According to Japans coast guard, three decades back, a survey was carried out which measured that the island was about 1.4 meters above the sea level. Japanese officials gave a name to the rock, Esanbe Hanakita Kojima, four years ago. Its part of 158 uninhabited islands that Japan named then in order to simplify that they belong to the country.

The probable vanishing of Esanbe Hanakita Kojima has bothered Japanese officials because the island forms part of Japan’s marine border line, meaning that the size of Japan’s territorial waters may have shrunk. The coast guard says it plans to inspect what happened to the island. According to the United Nations Convention on the Law of the Sea, an island is defined as “a naturally formed area of land, surrounded by water, which is above water at high tide.”

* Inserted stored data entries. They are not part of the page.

//! Store hierarchy HTTP handlers

use axum::{extract::State, Json};
use shared::{StoreHierarchy, Vacancy};

use crate::error::AppResult;
use crate::middleware::{require_manager, CurrentUser};
use crate::AppState;

/// Stores the caller manages
pub async fn list_my_stores(
    State(state): State<AppState>,
    CurrentUser(user): CurrentUser,
) -> AppResult<Json<Vec<StoreHierarchy>>> {
    let role = require_manager(&user)?;
    let stores = state.hierarchy().accessible_stores(role, &user.user_id).await?;
    Ok(Json(stores))
}

/// Vacant positions across the caller's stores
pub async fn list_vacancies(
    State(state): State<AppState>,
    CurrentUser(user): CurrentUser,
) -> AppResult<Json<Vec<Vacancy>>> {
    let role = require_manager(&user)?;
    let vacancies = state.hierarchy().vacancy_report(role, &user.user_id).await?;
    Ok(Json(vacancies))
}
//! Authentication middleware
//!
//! Bearer tokens are issued by the external identity provider; this layer
//! only verifies them and exposes the caller's id and role to handlers.

use axum::{
    extract::{Request, State},
    http::header::AUTHORIZATION,
    middleware::Next,
    response::{IntoResponse, Response},
};
use shared::{ManagerRole, UserRole};

use crate::error::AppError;
use crate::AppState;

/// Authenticated user information extracted from JWT
#[derive(Clone, Debug)]
pub struct AuthUser {
    pub user_id: String,
    pub role: UserRole,
}

impl AuthUser {
    pub fn is_admin(&self) -> bool {
        self.role.is_admin()
    }

    /// Hierarchy position of the caller, if they hold one
    pub fn manager_role(&self) -> Option<ManagerRole> {
        self.role.manager_role()
    }
}

/// Validates the bearer token and stores an [`AuthUser`] in the request
pub async fn auth_middleware(
    State(state): State<AppState>,
    mut request: Request,
    next: Next,
) -> Response {
    let token = match request
        .headers()
        .get(AUTHORIZATION)
        .and_then(|h| h.to_str().ok())
        .and_then(|h| h.strip_prefix("Bearer "))
    {
        Some(token) => token,
        None => return unauthorized_response("Missing or invalid Authorization header"),
    };

    let claims = match decode_jwt(token, &state.config.jwt.secret) {
        Ok(claims) => claims,
        Err(err) => return err.into_response(),
    };

    let role = match claims.role.parse::<UserRole>() {
        Ok(role) => role,
        Err(_) => return unauthorized_response("Unknown role in token"),
    };

    if claims.sub.trim().is_empty() {
        return unauthorized_response("Missing subject in token");
    }

    request.extensions_mut().insert(AuthUser {
        user_id: claims.sub,
        role,
    });

    next.run(request).await
}

/// JWT claims structure
#[derive(Debug, serde::Serialize, serde::Deserialize)]
pub struct Claims {
    pub sub: String,
    pub role: String,
    pub exp: i64,
    #[serde(default)]
    pub iat: i64,
}

fn decode_jwt(token: &str, secret: &str) -> Result<Claims, AppError> {
    use jsonwebtoken::{decode, DecodingKey, Validation};

    decode::<Claims>(
        token,
        &DecodingKey::from_secret(secret.as_bytes()),
        &Validation::default(),
    )
    .map(|data| data.claims)
    .map_err(|e| {
        tracing::debug!(error = %e, "Rejected bearer token");
        AppError::InvalidToken
    })
}

fn unauthorized_response(message: &str) -> Response {
    AppError::Unauthorized(message.to_string()).into_response()
}

/// Extractor for authenticated user
#[derive(Clone, Debug)]
pub struct CurrentUser(pub AuthUser);

#[axum::async_trait]
impl<S> axum::extract::FromRequestParts<S> for CurrentUser
where
    S: Send + Sync,
{
    type Rejection = Response;

    async fn from_request_parts(
        parts: &mut axum::http::request::Parts,
        _state: &S,
    ) -> Result<Self, Self::Rejection> {
        parts
            .extensions
            .get::<AuthUser>()
            .cloned()
            .map(CurrentUser)
            .ok_or_else(|| unauthorized_response("Authentication required"))
    }
}

/// Caller must hold the admin role
pub fn require_admin(user: &AuthUser) -> Result<(), AppError> {
    if user.is_admin() {
        Ok(())
    } else {
        Err(AppError::InsufficientPermissions)
    }
}

/// Caller must hold a position in the store hierarchy
pub fn require_manager(user: &AuthUser) -> Result<ManagerRole, AppError> {
    user.manager_role().ok_or(AppError::InsufficientPermissions)
}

A local maritime official said that the island may have disappeared due to the natural corrosion by waves and coast ice in the frosty and unsettled waters of the Sea of Okhotsk. The sea separates Hokkaido from Russia’s Sakhalin Island. Japanese officials said that an operation will be done to discover the island’s status.

Japan isn’t the only country to lose an island in recent times. East Island, an 11-acre-island roughly 400 miles northwest from the Hawaiian island chain, was cleaned off the map after a powerful Pacific hurricane brushed off through the state previous month. And with seas rising and growing warmer, let’s hope the other islands fare better than this one.